Strang on Originalism’s Subject Matter: Why the Declaration of Independence Is Not Part of the Constitution
Lee Strang, who has made important contributions to originalism, has a new essay out on the proper role of the Declaration of Independence in originalist interpretation. Here is the abstract:
Scholars across the ideological spectrum have argued for a unique role for the Declaration of Independence in constitutional interpretation. These scholars’ arguments fall into two general categories: (1) the Declaration is the “interpretive key” to the Constitution’s text’s meaning; and (2) the Declaration is itself part of the Constitution. In this Essay, I argue that, from an originalist perspective, the Declaration is not part of the Constitution.
I argue that originalism’s subject matter—that which originalism interprets—is—and is only—the document in the National Archives that begins “We the People of the United States,” along with canonical amendments. Therefore, even though the Declaration is a rich data source for the Constitution’s original meaning, it itself is not a subject of constitutional interpretation.
This Essay proceeds in three parts. In Part II, I briefly describe the debate over the Declaration’s role in constitutional interpretation. Part III argues that, based on originalism’s own commitments, only the written Constitution is the subject matter of constitutional interpretation. Part IV shows that this limitation of the Constitution to solely the written Constitution fits both important and widely accepted facets of our legal practice. I conclude, in Part V, by suggesting that this limitation of the subject matter of constitutional interpretation to the written Constitution also comports with the natural law tradition’s conception of law as an authoritative, prudential, social-ordering decision, aimed at procuring the common good and human flourishing.
I largely agree with Strang’s view here. In the past, I have blogged about this subject, noting that there are three positions on the relationship between the Declaration and the Constitution:
1. Largely Unrelated. This is the conventional view in constitutional law. Under this view, one generally can ignore the Declaration when interpreting the Constitution. One justification is that the Declaration had a limited purpose – announcing to the world that the US was independent – and that was concluded by the end of the Revolutionary War.
2. Significant as a Document. Under this view, the principles announced in the Declaration are important guides to the meaning of the Constitution. The force of the Declaration comes from the fact that it is one of the foundational documents in US history. While not the standard view in either originalist or conventional constitutional law, it does have some adherents.

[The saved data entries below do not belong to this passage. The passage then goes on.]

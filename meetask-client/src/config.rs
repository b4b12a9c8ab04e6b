/// Configuration management for the MeeTask client
///
/// This module loads configuration from environment variables and provides
/// a type-safe configuration struct.
///
/// # Environment Variables
///
/// - `MEETASK_API_BASE_URL`: backend base URL (required)
/// - `MEETASK_TIMEOUT_SECS`: per-request timeout (default: 30)
/// - `MEETASK_RETRY_READS`: retry an initial read once on transport
///   failure (default: true)
/// - `RUST_LOG`: log level (default: info)
///
/// # Example
///
/// ```no_run
/// use meetask_client::config::Config;
///
/// # fn example() -> anyhow::Result<()> {
/// let config = Config::from_env()?;
/// println!("Talking to {}", config.base_url);
/// # Ok(())
/// # }
/// ```
use std::env;

/// Complete client configuration
#[derive(Debug, Clone)]
pub struct Config {
    /// Backend base URL, without a trailing slash
    pub base_url: String,

    /// Per-request timeout in seconds
    pub timeout_secs: u64,

    /// Whether an initial read is retried once on transport failure
    pub retry_reads: bool,
}

impl Config {
    /// Loads configuration from environment variables
    ///
    /// # Errors
    ///
    /// Returns an error if `MEETASK_API_BASE_URL` is missing or a numeric
    /// variable fails to parse.
    pub fn from_env() -> anyhow::Result<Self> {
        // Load .env file if present (for development)
        dotenvy::dotenv().ok();

        let base_url = env::var("MEETASK_API_BASE_URL")
            .map_err(|_| anyhow::anyhow!("MEETASK_API_BASE_URL environment variable is required"))?;

        let timeout_secs = env::var("MEETASK_TIMEOUT_SECS")
            .unwrap_or_else(|_| "30".to_string())
            .parse::<u64>()?;

        let retry_reads = env::var("MEETASK_RETRY_READS")
            .unwrap_or_else(|_| "true".to_string())
            .parse::<bool>()?;

        Ok(Self::new(base_url, timeout_secs, retry_reads))
    }

    /// Builds a configuration directly (tests, embedding)
    pub fn new(base_url: impl Into<String>, timeout_secs: u64, retry_reads: bool) -> Self {
        let mut base_url = base_url.into();
        while base_url.ends_with('/') {
            base_url.pop();
        }
        Config {
            base_url,
            timeout_secs,
            retry_reads,
        }
    }

    /// Joins a path onto the base URL
    pub fn api_url(&self, path: &str) -> String {
        if path.starts_with('/') {
            format!("{}{}", self.base_url, path)
        } else {
            format!("{}/{}", self.base_url, path)
        }
    }

    /// Browser navigation entry for the redirect-based OAuth login
    pub fn login_url(&self) -> String {
        self.api_url("/login")
    }

    /// Browser navigation entry for logout
    pub fn logout_url(&self) -> String {
        self.api_url("/logout")
    }
}
//! # MeeTask Client Library
//!
//! The application side of MeeTask: talks to the backend REST API,
//! caches query results, and drives the screens as headless controllers.
//!
//! ## Modules
//!
//! - `api`: Typed HTTP client for the backend endpoints
//! - `cache`: Keyed remote-query cache with deduplication and invalidation
//! - `config`: Configuration management
//! - `error`: Client-side error taxonomy
//! - `routes`: In-app navigation targets
//! - `screens`: Per-screen controllers (board, extraction, detail, ...)
//! - `store`: Binds the API client to the cache; the one data access point

pub mod api;
pub mod cache;
pub mod config;
pub mod error;
pub mod routes;
pub mod screens;
pub mod store;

3. Significant as Evidence of Political Principles. Under this view, the Constitution should be interpreted in accordance with certain important political principles, such as natural law or traditional common law principles. The Declaration is evidence that natural law principles were widely accepted by the people in the latter part of the 18th The reason for employing these principles, however, is not that they are in the Declaration, but that they were widely accepted.
I am not sure whether Strang adopts position 1 or 3, but my guess is that he adopts something like position 3, but a distinct version of it. He has argued that during the framing and ratification period, “the Declaration was rarely referenced, and that the Declaration was utilized as one source of the Constitution’s meaning, among many. In my view, position 2 is clearly mistaken, with the choice between 1 and 3 being determined by how prevalent the principles of the Declaration were at the time of the Constitution.